Sepsis is increasingly recognized as a major precipitant of long-term cognitive impairment, yet the cellular mechanisms underlying hippocampal vulnerability remain elusive. Using single-nucleus RNA sequencing of human hippocampal tissues from sepsis and control patients, we identified profound neurovascular alterations involving 21 distinct cell populations. Notably, astrocytes and microglia exhibited marked polarization: Astrocyte 2 showed simultaneous upregulation of neurotoxic A1 and neuroprotective A2 gene signatures in sepsis, whereas Astrocyte 1 displayed reduced A1 activity and a relatively quiescent profile.

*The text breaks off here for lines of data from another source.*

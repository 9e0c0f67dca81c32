// Worker constants (ADR: No magic values)

/// CPU sampling interval, also the sampling window (10s)
pub const DEFAULT_STAT_CPU_INTERVAL_MS: u64 = 10_000;

/// Orchestrator endpoint
pub const DEFAULT_ORCHESTRATOR_URL: &str = "http://localhost:3500";

/// Transcoder install directory (Plex Media Server on Linux)
pub const DEFAULT_TRANSCODER_PATH: &str = "/usr/lib/plexmediaserver/";

/// Transcoder executable name
pub const DEFAULT_TRANSCODER_NAME: &str = "Plex Transcoder";

/// Host label when neither configuration nor the OS provides one
pub const UNKNOWN_HOST: &str = "unknown";

/// Task updates held while disconnected (0 disables buffering)
pub const DEFAULT_UPDATE_BUFFER: usize = 256;

/// First reconnect delay (1s)
pub const DEFAULT_RECONNECT_DELAY_MS: u64 = 1_000;

/// Reconnect delay ceiling (5s)
pub const DEFAULT_RECONNECT_DELAY_MAX_MS: u64 = 5_000;

/// Reconnect delay randomization (+/- 50%)
pub const RECONNECT_RANDOMIZATION: f64 = 0.5;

In parallel, Microglia 2 demonstrated a prominent M1-like inflammatory signature, including elevated expression of HLA-DRA, IL1B, and TNF, while Microglia 1 downregulated both M1 and M2 markers, suggesting a hypo-responsive state. Intercellular communication analysis revealed intensified astrocyte-microglia interactions in the septic hippocampus, potentially amplifying inflammatory signaling loops. Concurrently, endothelial and mural cells exhibited transcriptional signatures of blood-brain barrier (BBB) disruption, oxidative stress, and compromised vascular homeostasis. Key molecular pathways associated with antigen presentation, cytokine signaling, and vascular permeability were selectively activated across neurovascular compartments. Together, our findings uncover a coordinated glial and vascular response to systemic inflammation, driven in part by dysfunctional astrocyte-microglia crosstalk and proinflammatory polarization. These changes may underlie BBB breakdown and contribute to sustained neuroinflammation and cognitive decline in sepsis survivors. Targeting glial-vascular signaling axes and modulating astrocyte or microglial polarization states may offer promising avenues for therapeutic intervention in post-sepsis neurological sequelae.